**The task:**
Copy every line below that has the word "timeouts" in it.

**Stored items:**

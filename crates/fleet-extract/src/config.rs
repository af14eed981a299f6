//! Configuration for the extraction fleet

use serde::{Deserialize, Serialize};
use std::collections::HashSet;
use std::path::{Path, PathBuf};
use std::time::Duration;

use crate::error::{Error, Result, SetupError};
use crate::processing::SizeTier;
use crate::retry::{BackoffPolicy, ErrorClass, MAX_ATTEMPTS};
use crate::storage::ShardSchema;

/// Main fleet configuration
#[derive(Debug, Clone, Serialize, Deserialize, Default)]
#[serde(default)]
pub struct FleetConfig {
    /// Filesystem layout shared by all workers
    pub paths: PathsConfig,
    /// Source validation limits
    pub validation: ValidationConfig,
    /// Retry schedule for remote calls
    pub retry: RetryConfig,
    /// Size-based attempt timeouts
    pub timeouts: TimeoutConfig,
    /// Per-item lock behavior
    pub locks: LockConfig,
    /// Request quota accounting
    pub quota: QuotaConfig,
    /// Delays between items
    pub pacing: PacingConfig,
    /// Shard merge behavior
    pub merge: MergeConfig,
    /// Declared shard row schema
    pub schema: SchemaConfig,
    /// Gemini extraction service
    pub gemini: GeminiConfig,
}

impl FleetConfig {
    /// Load configuration from a TOML file, or defaults when no path is given
    pub fn load(path: Option<&Path>) -> Result<Self> {
        let config = match path {
            Some(path) => {
                let raw = std::fs::read_to_string(path).map_err(|e| {
                    Error::Config(format!("Failed to read {}: {}", path.display(), e))
                })?;
                toml::from_str::<FleetConfig>(&raw).map_err(|e| {
                    Error::Config(format!("Failed to parse {}: {}", path.display(), e))
                })?
            }
            None => FleetConfig::default(),
        };

        config.validate()?;
        Ok(config)
    }

    /// Check cross-field invariants
    pub fn validate(&self) -> Result<()> {
        if self.retry.max_attempts == 0 || self.retry.max_attempts > MAX_ATTEMPTS {
            return Err(Error::Config(format!(
                "retry.max_attempts ({}) must be between 1 and {}",
                self.retry.max_attempts, MAX_ATTEMPTS
            )));
        }
        if self.validation.min_bytes > self.validation.max_bytes {
            return Err(Error::Config(format!(
                "validation.min_bytes ({}) exceeds validation.max_bytes ({})",
                self.validation.min_bytes, self.validation.max_bytes
            )));
        }
        if self.locks.heartbeat_secs == 0 || self.locks.heartbeat_secs >= self.locks.stale_after_secs {
            return Err(Error::Config(format!(
                "locks.heartbeat_secs ({}) must be non-zero and below locks.stale_after_secs ({})",
                self.locks.heartbeat_secs, self.locks.stale_after_secs
            )));
        }
        if self.merge.max_attempts == 0 {
            return Err(Error::Config("merge.max_attempts must be at least 1".to_string()));
        }
        // Building the schema runs the field-name checks
        self.schema.build()?;
        Ok(())
    }

    /// Backoff policy derived from the retry section
    pub fn backoff_policy(&self) -> BackoffPolicy {
        BackoffPolicy::new(self.retry.max_attempts)
            .with_base(ErrorClass::Timeout, Duration::from_secs(self.retry.timeout_base_secs))
            .with_base(
                ErrorClass::ServiceUnavailable,
                Duration::from_secs(self.retry.unavailable_base_secs),
            )
            .with_base(
                ErrorClass::RateLimited,
                Duration::from_secs(self.retry.rate_limited_base_secs),
            )
            .with_base(ErrorClass::Other, Duration::from_secs(self.retry.other_base_secs))
    }

    /// Resolve the API key for `key_number`, falling back to key 1.
    ///
    /// Returns the key and the key number actually used.
    pub fn resolve_api_key(&self, key_number: u32) -> std::result::Result<(String, u32), SetupError> {
        let prefix = &self.gemini.api_key_env_prefix;
        let requested = format!("{}{}", prefix, key_number);
        let fallback = format!("{}1", prefix);

        if let Some(key) = non_empty_env(&requested) {
            return Ok((key, key_number));
        }
        if let Some(key) = non_empty_env(&fallback) {
            tracing::warn!("{} not set, using {} instead", requested, fallback);
            return Ok((key, 1));
        }
        Err(SetupError::MissingCredentials { requested, fallback })
    }
}

fn non_empty_env(name: &str) -> Option<String> {
    std::env::var(name).ok().filter(|v| !v.trim().is_empty())
}

/// Filesystem layout
#[derive(Debug, Clone, Serialize, Deserialize)]
#[serde(default)]
pub struct PathsConfig {
    /// Source documents, laid out as `<input_root>/<group>/<file>`
    pub input_root: PathBuf,
    /// Terminal artifacts, laid out as `<output_root>/<group>/<file>.json`
    pub output_root: PathBuf,
    /// Per-worker shard files
    pub shard_dir: PathBuf,
    /// Consolidated store written by `merge-shards`
    pub store_path: PathBuf,
    /// Append-only telemetry log (JSON lines)
    pub telemetry_log: PathBuf,
    /// Summary artifact recomputed on demand
    pub summary_path: PathBuf,
    /// Permanently failed items (JSON lines)
    pub failure_ledger: PathBuf,
}

impl Default for PathsConfig {
    fn default() -> Self {
        Self {
            input_root: PathBuf::from("input_pdfs"),
            output_root: PathBuf::from("extracted_json"),
            shard_dir: PathBuf::from("results/shards"),
            store_path: PathBuf::from("results/extracted_data.csv"),
            telemetry_log: PathBuf::from("performance_logs/extraction_performance.jsonl"),
            summary_path: PathBuf::from("performance_logs/extraction_summary.json"),
            failure_ledger: PathBuf::from("performance_logs/failed_items.jsonl"),
        }
    }
}

/// Source validation limits
#[derive(Debug, Clone, Serialize, Deserialize)]
#[serde(default)]
pub struct ValidationConfig {
    /// Smaller sources are treated as corrupt (default: 1KB)
    pub min_bytes: u64,
    /// Ceiling accepted by the extraction service (default: 20MB)
    pub max_bytes: u64,
    /// Leading bytes every source must start with (default: "%PDF")
    pub required_signature: Option<String>,
    /// File extensions picked up by the inventory scan
    pub extensions: Vec<String>,
}

impl Default for ValidationConfig {
    fn default() -> Self {
        Self {
            min_bytes: 1024,
            max_bytes: 20 * 1024 * 1024,
            required_signature: Some("%PDF".to_string()),
            extensions: vec!["pdf".to_string()],
        }
    }
}

/// Retry schedule for remote calls
#[derive(Debug, Clone, Serialize, Deserialize)]
#[serde(default)]
pub struct RetryConfig {
    /// Attempts per item, including the first (default: 5)
    pub max_attempts: u32,
    /// Base delay after a timeout (default: 120s)
    pub timeout_base_secs: u64,
    /// Base delay after a 503 (default: 60s)
    pub unavailable_base_secs: u64,
    /// Base delay after a quota/429 error (default: 60s)
    pub rate_limited_base_secs: u64,
    /// Base delay after any other error (default: 30s)
    pub other_base_secs: u64,
}

impl Default for RetryConfig {
    fn default() -> Self {
        Self {
            max_attempts: 5,
            timeout_base_secs: 120,
            unavailable_base_secs: 60,
            rate_limited_base_secs: 60,
            other_base_secs: 30,
        }
    }
}

/// Size-based attempt timeouts
#[derive(Debug, Clone, Serialize, Deserialize)]
#[serde(default)]
pub struct TimeoutConfig {
    /// Sources above this size are "large" (default: 5MB)
    pub large_threshold: u64,
    /// Sources above this size are "very large" (default: 8MB)
    pub very_large_threshold: u64,
    /// Attempt timeout for normal sources (default: 600s)
    pub normal_timeout_secs: u64,
    /// Attempt timeout for large sources (default: 900s)
    pub large_timeout_secs: u64,
    /// Attempt timeout for very large sources (default: 1200s)
    pub very_large_timeout_secs: u64,
}

impl Default for TimeoutConfig {
    fn default() -> Self {
        Self {
            large_threshold: 5 * 1024 * 1024,
            very_large_threshold: 8 * 1024 * 1024,
            normal_timeout_secs: 600,
            large_timeout_secs: 900,
            very_large_timeout_secs: 1200,
        }
    }
}

impl TimeoutConfig {
    /// Classify a source into a tier based on size
    pub fn tier_for_size(&self, size_bytes: u64) -> SizeTier {
        if size_bytes > self.very_large_threshold {
            SizeTier::VeryLarge
        } else if size_bytes > self.large_threshold {
            SizeTier::Large
        } else {
            SizeTier::Normal
        }
    }

    /// Get the attempt timeout for a given tier
    pub fn timeout_for_tier(&self, tier: SizeTier) -> Duration {
        let secs = match tier {
            SizeTier::Normal => self.normal_timeout_secs,
            SizeTier::Large => self.large_timeout_secs,
            SizeTier::VeryLarge => self.very_large_timeout_secs,
        };
        Duration::from_secs(secs)
    }
}

/// Per-item lock behavior
#[derive(Debug, Clone, Serialize, Deserialize)]
#[serde(default)]
pub struct LockConfig {
    /// A lease whose heartbeat is older than this may be reclaimed (default: 900s)
    pub stale_after_secs: u64,
    /// How often a holder refreshes its heartbeat (default: 60s)
    pub heartbeat_secs: u64,
}

impl Default for LockConfig {
    fn default() -> Self {
        Self {
            stale_after_secs: 900,
            heartbeat_secs: 60,
        }
    }
}

/// Request quota accounting
#[derive(Debug, Clone, Serialize, Deserialize)]
#[serde(default)]
pub struct QuotaConfig {
    /// Fleet-wide daily request ceiling used in summaries (default: 100)
    pub daily_ceiling: u64,
    /// Per-worker daily request budget when `--quota` is not given (default: 100)
    pub worker_quota: u64,
}

impl Default for QuotaConfig {
    fn default() -> Self {
        Self {
            daily_ceiling: 100,
            worker_quota: 100,
        }
    }
}

/// Delays between items
#[derive(Debug, Clone, Serialize, Deserialize)]
#[serde(default)]
pub struct PacingConfig {
    /// Pause after a successful extraction (default: 180s)
    pub after_success_secs: u64,
    /// Pause after skipping a busy item (default: 2s)
    pub after_busy_secs: u64,
    /// Items sent to the service per run, not counting already-done skips (default: 350)
    pub max_items_per_run: usize,
}

impl Default for PacingConfig {
    fn default() -> Self {
        Self {
            after_success_secs: 180,
            after_busy_secs: 2,
            max_items_per_run: 350,
        }
    }
}

/// Shard merge behavior
#[derive(Debug, Clone, Serialize, Deserialize)]
#[serde(default)]
pub struct MergeConfig {
    /// Attempts to replace the store before giving up (default: 5)
    pub max_attempts: u32,
    /// Linear backoff step between attempts (default: 500ms)
    pub backoff_ms: u64,
}

impl Default for MergeConfig {
    fn default() -> Self {
        Self {
            max_attempts: 5,
            backoff_ms: 500,
        }
    }
}

/// Declared shard row schema
#[derive(Debug, Clone, Serialize, Deserialize)]
#[serde(default)]
pub struct SchemaConfig {
    /// Payload fields carried into shard rows, in column order
    pub payload_fields: Vec<String>,
    /// Payload fields that must appear in every shard header
    pub required_fields: Vec<String>,
}

impl Default for SchemaConfig {
    fn default() -> Self {
        Self {
            payload_fields: [
                "general_information",
                "wage_information",
                "pension_information",
                "leave_information",
                "termination_information",
                "overtime_information",
                "training_information",
                "homeoffice_information",
            ]
            .iter()
            .map(|s| s.to_string())
            .collect(),
            required_fields: Vec::new(),
        }
    }
}

impl SchemaConfig {
    /// Build the typed schema, rejecting duplicate or unknown names
    pub fn build(&self) -> Result<ShardSchema> {
        let mut seen = HashSet::new();
        for field in &self.payload_fields {
            if !seen.insert(field.as_str()) {
                return Err(Error::Config(format!("Duplicate payload field '{}'", field)));
            }
        }
        for field in &self.required_fields {
            if !seen.contains(field.as_str()) {
                return Err(Error::Config(format!(
                    "Required field '{}' is not a declared payload field",
                    field
                )));
            }
        }
        ShardSchema::new(self.payload_fields.clone(), self.required_fields.clone())
            .map_err(|e| Error::Config(e.to_string()))
    }
}

/// Gemini extraction service configuration
#[derive(Debug, Clone, Serialize, Deserialize)]
#[serde(default)]
pub struct GeminiConfig {
    /// API base URL
    pub base_url: String,
    /// Model name (default: "gemini-2.5-flash")
    pub model: String,
    /// Environment variable prefix for API keys (`<prefix><n>`)
    pub api_key_env_prefix: String,
    /// Sampling temperature (default: 0.0 for deterministic output)
    pub temperature: f32,
    /// Nucleus sampling (default: 0.1)
    pub top_p: f32,
    /// Top-k sampling (default: 1)
    pub top_k: u32,
    /// Output token ceiling
    pub max_output_tokens: u32,
    /// Fixed seed for reproducible output
    pub seed: i64,
    /// Instruction sent with every source
    pub prompt: String,
}

impl Default for GeminiConfig {
    fn default() -> Self {
        Self {
            base_url: "https://generativelanguage.googleapis.com/v1beta".to_string(),
            model: "gemini-2.5-flash".to_string(),
            api_key_env_prefix: "GOOGLE_API_KEY".to_string(),
            temperature: 0.0,
            top_p: 0.1,
            top_k: 1,
            max_output_tokens: 65536,
            seed: 42,
            prompt: "Extract the document's content into the requested JSON categories. \
                     Copy text literally; return only JSON."
                .to_string(),
        }
    }
}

**Answer space:**
    /// Size-based attempt timeouts
    pub timeouts: TimeoutConfig,
/// Size-based attempt timeouts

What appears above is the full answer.